4 thoughts on “Clichy-Batignolles, Paris, the occupied zone, walk 2

  1. I’m enjoying your series – we lived in Paris last year but on the opposite corner – in the 13th – where similar rejuvenation and projects are occurring – although I explored most of the city over the 10 months we were there – I did not make it to this corner of the city and am enjoying your virtual tour and insights. (I was close on one walk from the Arc de Triomphe to Parc Monceau and to the edge of MLK parc, but I walked up to Montmartre that day instead of continuing on to MLK Park – there’s always somewhere else to go!) – I did a tour of the old court house through my french language school and heard all about how it was moving out to the new building after over 1000 yrs of being on Ile de la Cite. The tour guide was sad about it. So after that I was quite fascinated with the new court building. I have many photos of it from a distance (b/c it’s easily found on the skyline)…but never managed to find it at ground level. It was interesting to see your photos from close up.
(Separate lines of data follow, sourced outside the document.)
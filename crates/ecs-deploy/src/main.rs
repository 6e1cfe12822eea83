//! ecs-deploy: provision, update, and roll back a Fargate service
//!
//! `deploy` reads its parameters from the environment (and `.env`), builds
//! the whole resource chain, and writes a manifest. `rollback` and
//! `update-service` work from a manifest.

use anyhow::{Context, Result};
use clap::{Parser, Subcommand};
use ecs_deploy::aws::{
    AwsContext, EcsClient, ElbClient, FromAwsContext, LogsClient, verify_account,
};
use ecs_deploy::config::{ClientSettings, DeployConfig};
use ecs_deploy::deploy::{CloudServices, DeploymentPlan, Deployer};
use ecs_deploy::dns::CloudflareClient;
use ecs_deploy::report::CleanupResult;
use ecs_deploy::rollback::rollback_from_file;
use ecs_deploy::store::ManifestStore;
use ecs_deploy::update::{UpdateRequest, update_service};
use ecs_deploy_common::{DeploymentManifest, TaskSize};
use std::path::{Path, PathBuf};
use tracing::{debug, info, warn};
use tracing_subscriber::EnvFilter;

/// Log filter used when RUST_LOG is unset
const DEFAULT_LOG_FILTER: &str = "info,aws_config=warn,aws_sdk=warn,aws_smithy=warn,hyper=warn";

#[derive(Parser, Debug)]
#[command(name = "ecs-deploy")]
#[command(about = "Deploy a container to ECS Fargate behind an ALB, with a Cloudflare CNAME")]
#[command(version)]
struct Args {
    #[command(subcommand)]
    command: Command,
}

#[derive(clap::Args, Debug)]
struct UpdateArgs {
    /// Deployment manifest of the service to update
    manifest: PathBuf,

    /// New image tag (repository and image name are kept)
    #[arg(long)]
    image_tag: String,

    /// Task CPU units: 256, 512, 1024, 2048, or 4096
    #[arg(long)]
    cpu: String,

    /// Task memory in MiB: 512, 1024, 2048, 4096, or 8192
    #[arg(long)]
    memory: String,

    /// AWS region (default: the manifest's region, then $AWS_REGION)
    #[arg(long)]
    region: Option<String>,
}

#[derive(Subcommand, Debug)]
enum Command {
    /// Provision every resource and write a deployment manifest
    Deploy,

    /// Delete every resource recorded in a deployment manifest
    Rollback {
        /// Deployment manifest to roll back
        manifest: PathBuf,

        /// AWS region (default: the manifest's region, then $AWS_REGION)
        #[arg(long)]
        region: Option<String>,
    },

    /// Point a deployed service at a new image tag and task size
    UpdateService(UpdateArgs),
}

#[tokio::main(flavor = "current_thread")]
async fn main() {
    let args = match Args::try_parse() {
        Ok(args) => args,
        Err(e) => {
            let _ = e.print();
            // Help and version go to stdout and are not failures
            std::process::exit(if e.use_stderr() { 1 } else { 0 });
        }
    };

    let dotenv = dotenvy::dotenv();
    init_tracing();
    match dotenv {
        Ok(path) => debug!(path = %path.display(), "Loaded environment file"),
        Err(e) if e.not_found() => {}
        Err(e) => warn!(error = %e, "Failed to load .env file"),
    }

    if let Err(e) = run(args).await {
        print_error(&e);
        std::process::exit(1);
    }
}

fn init_tracing() {
    let filter = EnvFilter::try_from_default_env()
        .unwrap_or_else(|_| EnvFilter::new(DEFAULT_LOG_FILTER));
    tracing_subscriber::fmt().with_env_filter(filter).init();
}

/// Print error in a user-friendly way
fn print_error(e: &anyhow::Error) {
    use std::io::Write;

    let mut stderr = std::io::stderr();

    let _ = writeln!(stderr, "\n\x1b[1;31mError:\x1b[0m {e}");

    let mut source = e.source();
    while let Some(cause) = source {
        let _ = writeln!(stderr, "  \x1b[33mCaused by:\x1b[0m {cause}");
        source = cause.source();
    }

    if let Some(hint) = e
        .chain()
        .find_map(|cause| cause.downcast_ref::<ecs_deploy::aws::AwsError>())
        .and_then(|aws| aws.suggestion())
    {
        let _ = writeln!(stderr, "\n\x1b[2mHint:\x1b[0m {hint}");
    }
}

async fn run(args: Args) -> Result<()> {
    match args.command {
        Command::Deploy => handle_deploy().await,
        Command::Rollback { manifest, region } => handle_rollback(&manifest, region).await,
        Command::UpdateService(update) => handle_update(update).await,
    }
}

/// Pick the region for manifest-driven commands
fn resolve_region(
    flag: Option<String>,
    manifest: &DeploymentManifest,
    settings: &ClientSettings,
) -> Result<String> {
    flag.or_else(|| manifest.region.clone())
        .or_else(|| settings.region.clone())
        .context("No AWS region: pass --region or set AWS_REGION")
}

fn load_manifest(path: &Path) -> Result<DeploymentManifest> {
    DeploymentManifest::load(path)
        .with_context(|| format!("Unusable deployment manifest '{}'", path.display()))
}

/// Handle the deploy command
async fn handle_deploy() -> Result<()> {
    let config = DeployConfig::from_env().context("Invalid deploy configuration")?;
    info!(
        project = %config.project_name,
        region = %config.region,
        image = %config.image(),
        size = %config.task_size,
        "Loaded deploy configuration"
    );

    let aws = AwsContext::new(
        &config.region,
        Some(&config.credentials),
        config.request_timeout,
    )
    .await;
    let account = verify_account(aws.sdk_config()).await?;
    info!(account = %account, region = %config.region, "Deploying with validated credentials");

    let logs = LogsClient::from_context(&aws);
    let elb = ElbClient::from_context(&aws);
    let ecs = EcsClient::from_context(&aws);
    let dns = CloudflareClient::new(config.dns_api_token.clone(), config.request_timeout)
        .context("Failed to build the DNS API client")?;

    let plan = DeploymentPlan::from_config(&config);
    let store = ManifestStore::new(&config.deployments_dir);
    let services = CloudServices {
        logs: &logs,
        elb: &elb,
        ecs: &ecs,
        dns: &dns,
    };

    match Deployer::new(services, &plan, &store).run().await {
        Ok(report) => {
            println!("{}", report.to_table());
            if let Some(path) = &report.manifest_path {
                println!("\nManifest written to {}", path.display());
            }
            Ok(())
        }
        Err(halted) => {
            if !halted.report.entries.is_empty() {
                eprintln!("\nCreated before the failure, not recorded in any manifest:");
                eprintln!("{}", halted.report.to_table());
            }
            Err(halted.into())
        }
    }
}

/// Handle the rollback command
async fn handle_rollback(manifest_path: &Path, region: Option<String>) -> Result<()> {
    let report = rollback_from_file(manifest_path, |manifest| {
        let prepared = ClientSettings::from_env()
            .context("Invalid client configuration")
            .and_then(|settings| {
                let region = resolve_region(region, manifest, &settings)?;
                Ok((settings, region))
            });
        let dns_token = manifest.dns_api_token.clone();

        async move {
            let (settings, region) = prepared?;
            info!(region = %region, "Rolling back deployment");

            let aws = AwsContext::new(
                &region,
                settings.credentials.as_ref(),
                settings.request_timeout,
            )
            .await;
            let dns = CloudflareClient::new(dns_token, settings.request_timeout)
                .context("Failed to build the DNS API client")?;
            Ok::<_, anyhow::Error>((
                ElbClient::from_context(&aws),
                EcsClient::from_context(&aws),
                dns,
            ))
        }
    })
    .await?;

    println!("{}", report.to_table());
    println!(
        "\nDeleted: {}, already gone: {}, skipped: {}, failed: {}",
        report.count(CleanupResult::Deleted),
        report.count(CleanupResult::AlreadyDeleted),
        report.count(CleanupResult::Skipped),
        report.failed_count(),
    );
    Ok(())
}

/// Handle the update-service command
async fn handle_update(args: UpdateArgs) -> Result<()> {
    let size = TaskSize::new(&args.cpu, &args.memory)?;
    let manifest = load_manifest(&args.manifest)?;
    let settings = ClientSettings::from_env().context("Invalid client configuration")?;
    let region = resolve_region(args.region, &manifest, &settings)?;

    let aws = AwsContext::new(
        &region,
        settings.credentials.as_ref(),
        settings.request_timeout,
    )
    .await;
    let account = verify_account(aws.sdk_config()).await?;
    info!(
        account = %account,
        region = %region,
        service = %manifest.service_name,
        "Updating with validated credentials"
    );

    let ecs = EcsClient::from_context(&aws);
    let store = ManifestStore::for_manifest(&args.manifest, &settings.deployments_dir);
    let request = UpdateRequest {
        image_tag: args.image_tag,
        size,
    };

    let outcome = update_service(&ecs, &store, &manifest, &request).await?;

    println!(
        "Service {} now runs {} ({}{})",
        manifest.service_name,
        outcome.image,
        outcome.task_definition,
        if outcome.reused { ", existing revision" } else { "" },
    );
    println!("Manifest written to {}", outcome.manifest_path.display());
    Ok(())
}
  2. My impression of these fine photo essays is that there is a lot of architectural experimentation going on. It suggests that a lot of the projects are publicly funded, as private developers would likely not be willing to experiment quite that much. Is that so?
    Yes, being back in `traditional Paris` is certainly more satisfying. Are we introducing too much glass into buildings, not only as window material but even light structural applications.

  3. I appreciate you are taking us through a part of Paris that is usually not on one’s touristy tours. It is tempting to think what could be applied to LeBreton Flats and what couldn’t now the current situation has changed in Otawa. We will see if the NCC can look to Europe for lessons learned (Paris, Freiburg (Germany) and Stockholm’s Hammarby Sjöstad come to mind. I think LeBreton can become a showcase of existing new insights that work by looking over our borders.

    1. Yes, most urban megaprojects are global in design now. If trinity departs the illumination project here in ottawa i see no reason why the ncc or a new federal “independent” agency cannot complete the plan from here on, given the layout and most site scale planning is finished.